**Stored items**
Content starts
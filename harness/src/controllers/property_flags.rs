use super::{Command, Controller, ControllerResult};
use crate::lander::{Action, Observation};
use serde::{Deserialize, Serialize};

/// Property flags re-evaluated on every observation
#[derive(Debug, Clone, Copy, PartialEq, Eq, Serialize, Deserialize)]
pub struct PropertyFlags {
    pub always_safe_altitude: bool,
    pub never_crash: bool,
    pub avoid_large_velocity: bool,
}

impl Default for PropertyFlags {
    fn default() -> Self {
        Self {
            always_safe_altitude: true,
            never_crash: true,
            avoid_large_velocity: true,
        }
    }
}

/// Coarse controller driven by three property flags.
///
/// The gentle-landing rule reads the horizontal velocity slot, as the
/// rule was written.
#[derive(Debug, Clone, Default)]
pub struct PropertyFlagsController {
    flags: PropertyFlags,
}

impl PropertyFlagsController {
    pub const NAME: &'static str = "property-flags";

    const SAFE_ALTITUDE: f64 = 10.0;
    const LARGE_VELOCITY: f64 = 5.0;

    pub fn new() -> Self {
        Self::default()
    }

    pub fn flags(&self) -> PropertyFlags {
        self.flags
    }

    fn update_flags(&mut self, obs: &Observation) {
        self.flags = PropertyFlags {
            always_safe_altitude: obs.y > -Self::SAFE_ALTITUDE,
            never_crash: obs.y >= -0.8,
            avoid_large_velocity: obs.vx.abs() < Self::LARGE_VELOCITY,
        };
    }
}

impl Controller for PropertyFlagsController {
    fn name(&self) -> &str {
        Self::NAME
    }

    fn reset(&mut self, _seed: u64) {
        self.flags = PropertyFlags::default();
    }

    fn control(&mut self, obs: &Observation) -> ControllerResult<Command> {
        self.update_flags(obs);
        let flags = self.flags;

        let action = if !flags.always_safe_altitude {
            Action::FireRight
        } else if !flags.never_crash || !flags.avoid_large_velocity {
            Action::Noop
        } else if obs.vx > -0.5 {
            Action::Noop
        } else {
            Action::FireRight
        };
        Ok(action.into())
    }
}
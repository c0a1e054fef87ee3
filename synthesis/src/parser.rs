//! Formula lexer and recursive-descent parser.
//!
//! The accepted syntax follows the usual GR(1) tool conventions:
//!
//! ```text
//! (!req -> X(!grant))
//! landing_pending && near_ground -> X landed
//! !(fire_left && fire_main)
//! X(falling_fast) -> X(action = 2)
//! G !crash
//! ```
//!
//! Precedence from loosest to tightest: `<->`, `->` (right associative),
//! `||`, `&&`, then the unary operators `!`, `X`, `G`, `F`. A primed
//! identifier `x'` is shorthand for `X x`.

use crate::error::ParseError;
use crate::formula::{CompareOp, Formula};
use logos::Logos;
use std::ops::Range;
use std::str::FromStr;

#[derive(Logos, Debug, Clone, PartialEq)]
#[logos(skip r"[ \t\r\n\f]+")]
enum Token {
    #[token("true")]
    #[token("TRUE")]
    True,
    #[token("false")]
    #[token("FALSE")]
    False,

    #[token("!")]
    #[token("~")]
    Not,
    #[token("&&")]
    #[token("&")]
    #[token("/\\")]
    And,
    #[token("||")]
    #[token("|")]
    #[token("\\/")]
    Or,
    #[token("->")]
    Implies,
    #[token("<->")]
    Iff,
    #[token("=")]
    #[token("==")]
    Eq,
    #[token("!=")]
    Ne,

    #[token("X", priority = 3)]
    #[token("next")]
    Next,
    #[token("G", priority = 3)]
    #[token("[]")]
    Always,
    #[token("F", priority = 3)]
    #[token("<>")]
    Eventually,

    #[token("(")]
    LParen,
    #[token(")")]
    RParen,

    #[regex(r"[A-Za-z_][A-Za-z0-9_]*'", |lex| {
        let slice = lex.slice();
        slice[..slice.len() - 1].to_owned()
    })]
    Primed(String),
    #[regex(r"[A-Za-z_][A-Za-z0-9_]*", |lex| lex.slice().to_owned())]
    Ident(String),
    #[regex(r"-?[0-9]+", |lex| lex.slice().parse::<i64>().ok())]
    Int(i64),
}

impl Token {
    fn describe(&self) -> String {
        match self {
            Token::True => "'true'".to_string(),
            Token::False => "'false'".to_string(),
            Token::Not => "'!'".to_string(),
            Token::And => "'&&'".to_string(),
            Token::Or => "'||'".to_string(),
            Token::Implies => "'->'".to_string(),
            Token::Iff => "'<->'".to_string(),
            Token::Eq => "'='".to_string(),
            Token::Ne => "'!='".to_string(),
            Token::Next => "'X'".to_string(),
            Token::Always => "'G'".to_string(),
            Token::Eventually => "'F'".to_string(),
            Token::LParen => "'('".to_string(),
            Token::RParen => "')'".to_string(),
            Token::Primed(name) => format!("'{}''", name),
            Token::Ident(name) => format!("identifier '{}'", name),
            Token::Int(value) => format!("integer {}", value),
        }
    }
}

fn tokenize(input: &str) -> Result<Vec<(Token, Range<usize>)>, ParseError> {
    let mut lexer = Token::lexer(input);
    let mut tokens = Vec::new();
    while let Some(result) = lexer.next() {
        let span = lexer.span();
        match result {
            Ok(token) => tokens.push((token, span)),
            Err(()) => {
                return Err(ParseError::new(
                    span.start,
                    format!("unexpected character sequence '{}'", lexer.slice()),
                ))
            }
        }
    }
    Ok(tokens)
}

struct Parser {
    tokens: Vec<(Token, Range<usize>)>,
    pos: usize,
    end: usize,
}

impl Parser {
    fn peek(&self) -> Option<&Token> {
        self.tokens.get(self.pos).map(|(token, _)| token)
    }

    fn offset(&self) -> usize {
        self.tokens
            .get(self.pos)
            .map(|(_, span)| span.start)
            .unwrap_or(self.end)
    }

    fn advance(&mut self) -> Option<Token> {
        let token = self.tokens.get(self.pos).map(|(token, _)| token.clone());
        if token.is_some() {
            self.pos += 1;
        }
        token
    }

    fn eat(&mut self, expected: &Token) -> bool {
        if self.peek() == Some(expected) {
            self.pos += 1;
            true
        } else {
            false
        }
    }

    fn unexpected(&self) -> ParseError {
        match self.peek() {
            Some(token) => ParseError::new(
                self.offset(),
                format!("unexpected {}", token.describe()),
            ),
            None => ParseError::new(self.end, "unexpected end of input"),
        }
    }

    fn parse_iff(&mut self) -> Result<Formula, ParseError> {
        let mut lhs = self.parse_implies()?;
        while self.eat(&Token::Iff) {
            let rhs = self.parse_implies()?;
            lhs = Formula::iff(lhs, rhs);
        }
        Ok(lhs)
    }

    fn parse_implies(&mut self) -> Result<Formula, ParseError> {
        let lhs = self.parse_or()?;
        if self.eat(&Token::Implies) {
            let rhs = self.parse_implies()?;
            return Ok(Formula::implies(lhs, rhs));
        }
        Ok(lhs)
    }

    fn parse_or(&mut self) -> Result<Formula, ParseError> {
        let mut lhs = self.parse_and()?;
        while self.eat(&Token::Or) {
            let rhs = self.parse_and()?;
            lhs = Formula::or(lhs, rhs);
        }
        Ok(lhs)
    }

    fn parse_and(&mut self) -> Result<Formula, ParseError> {
        let mut lhs = self.parse_unary()?;
        while self.eat(&Token::And) {
            let rhs = self.parse_unary()?;
            lhs = Formula::and(lhs, rhs);
        }
        Ok(lhs)
    }

    fn parse_unary(&mut self) -> Result<Formula, ParseError> {
        match self.peek() {
            Some(Token::Not) => {
                self.advance();
                Ok(Formula::not(self.parse_unary()?))
            }
            Some(Token::Next) => {
                self.advance();
                Ok(Formula::next(self.parse_unary()?))
            }
            Some(Token::Always) => {
                self.advance();
                Ok(Formula::always(self.parse_unary()?))
            }
            Some(Token::Eventually) => {
                self.advance();
                Ok(Formula::eventually(self.parse_unary()?))
            }
            _ => self.parse_atom(),
        }
    }

    fn parse_atom(&mut self) -> Result<Formula, ParseError> {
        let offset = self.offset();
        match self.advance() {
            Some(Token::True) => Ok(Formula::True),
            Some(Token::False) => Ok(Formula::False),
            Some(Token::LParen) => {
                let inner = self.parse_iff()?;
                if !self.eat(&Token::RParen) {
                    return Err(match self.peek() {
                        Some(_) => self.unexpected(),
                        None => ParseError::new(self.end, "expected ')'"),
                    });
                }
                Ok(inner)
            }
            Some(Token::Ident(name)) => self.parse_comparison(name),
            Some(Token::Primed(name)) => Ok(Formula::next(self.parse_comparison(name)?)),
            Some(token) => Err(ParseError::new(
                offset,
                format!("unexpected {}", token.describe()),
            )),
            None => Err(ParseError::new(self.end, "unexpected end of input")),
        }
    }

    fn parse_comparison(&mut self, var: String) -> Result<Formula, ParseError> {
        let op = match self.peek() {
            Some(Token::Eq) => CompareOp::Eq,
            Some(Token::Ne) => CompareOp::Ne,
            _ => return Ok(Formula::Var(var)),
        };
        self.advance();
        let offset = self.offset();
        match self.advance() {
            Some(Token::Int(value)) => Ok(Formula::Compare { var, op, value }),
            Some(token) => Err(ParseError::new(
                offset,
                format!("expected integer after '{}', found {}", op, token.describe()),
            )),
            None => Err(ParseError::new(
                self.end,
                format!("expected integer after '{}'", op),
            )),
        }
    }
}

/// Parse a formula from its textual form
pub fn parse(input: &str) -> Result<Formula, ParseError> {
    let tokens = tokenize(input)?;
    let mut parser = Parser {
        tokens,
        pos: 0,
        end: input.len(),
    };
    let formula = parser.parse_iff()?;
    if parser.peek().is_some() {
        return Err(parser.unexpected());
    }
    Ok(formula)
}

impl FromStr for Formula {
    type Err = ParseError;

    fn from_str(s: &str) -> Result<Self, Self::Err> {
        parse(s)
    }
}

#[cfg(test)]
mod tests {
    use super::*;

    fn var(name: &str) -> Formula {
        Formula::var(name)
    }

    #[test]
    fn test_parse_request_grant_guarantees() {
        let f = parse("(!req -> X(!grant))").unwrap();
        assert_eq!(
            f,
            Formula::implies(
                Formula::not(var("req")),
                Formula::next(Formula::not(var("grant")))
            )
        );
    }

    #[test]
    fn test_precedence() {
        let f = parse("a || b && c -> d").unwrap();
        assert_eq!(
            f,
            Formula::implies(
                Formula::or(var("a"), Formula::and(var("b"), var("c"))),
                var("d")
            )
        );

        let f = parse("a -> b -> c").unwrap();
        assert_eq!(
            f,
            Formula::implies(var("a"), Formula::implies(var("b"), var("c")))
        );

        let f = parse("a <-> b -> c").unwrap();
        assert_eq!(
            f,
            Formula::iff(var("a"), Formula::implies(var("b"), var("c")))
        );
    }

    #[test]
    fn test_unary_binds_tighter_than_and() {
        let f = parse("X a && b").unwrap();
        assert_eq!(f, Formula::and(Formula::next(var("a")), var("b")));

        let f = parse("G !crash").unwrap();
        assert_eq!(f, Formula::always(Formula::not(var("crash"))));

        let f = parse("[] <> landed").unwrap();
        assert_eq!(f, Formula::always(Formula::eventually(var("landed"))));
    }

    #[test]
    fn test_alternative_spellings() {
        assert_eq!(
            parse("a /\\ b").unwrap(),
            parse("a && b").unwrap()
        );
        assert_eq!(parse("a \\/ b").unwrap(), parse("a | b").unwrap());
        assert_eq!(parse("~a").unwrap(), parse("!a").unwrap());
        assert_eq!(parse("next(a)").unwrap(), parse("X a").unwrap());
        assert_eq!(parse("TRUE").unwrap(), Formula::True);
    }

    #[test]
    fn test_comparisons() {
        assert_eq!(parse("action = 2").unwrap(), Formula::eq("action", 2));
        assert_eq!(
            parse("action != 0").unwrap(),
            Formula::Compare {
                var: "action".to_string(),
                op: CompareOp::Ne,
                value: 0
            }
        );
        assert_eq!(
            parse("X(action == -1)").unwrap(),
            Formula::next(Formula::eq("action", -1))
        );
        assert_eq!(
            parse("action' = 3").unwrap(),
            Formula::next(Formula::eq("action", 3))
        );
    }

    #[test]
    fn test_identifiers_starting_with_operator_letters() {
        assert_eq!(parse("Xpos").unwrap(), var("Xpos"));
        assert_eq!(parse("fire_left").unwrap(), var("fire_left"));
        assert_eq!(parse("Goal").unwrap(), var("Goal"));
    }

    #[test]
    fn test_display_roundtrip() {
        for input in [
            "(landing_pending && near_ground && p && q && r) -> X(landed)",
            "!(do_nothing && fire_left)",
            "X(!touchdown && falling_fast) -> X(action = 2)",
            "a <-> (b || !c)",
            "G (F landed)",
        ] {
            let parsed = parse(input).unwrap();
            let reparsed = parse(&parsed.to_string()).unwrap();
            assert_eq!(parsed, reparsed, "roundtrip failed for {}", input);
        }
    }

    #[test]
    fn test_errors() {
        let err = parse("a &&").unwrap_err();
        assert_eq!(err.offset, 4);
        assert!(err.message.contains("end of input"));

        let err = parse("(a || b").unwrap_err();
        assert!(err.message.contains("')'"));

        let err = parse("a b").unwrap_err();
        assert_eq!(err.offset, 2);

        let err = parse("a # b").unwrap_err();
        assert_eq!(err.offset, 2);

        let err = parse("action = b").unwrap_err();
        assert!(err.message.contains("expected integer"));
    }
}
Content ends
**The task**
From the entries above, return each line with the word "Deserialize" in it.

**Exercise result**
use serde::{Deserialize, Serialize};
#[derive(Debug, Clone, Copy, PartialEq, Eq, Serialize, Deserialize)]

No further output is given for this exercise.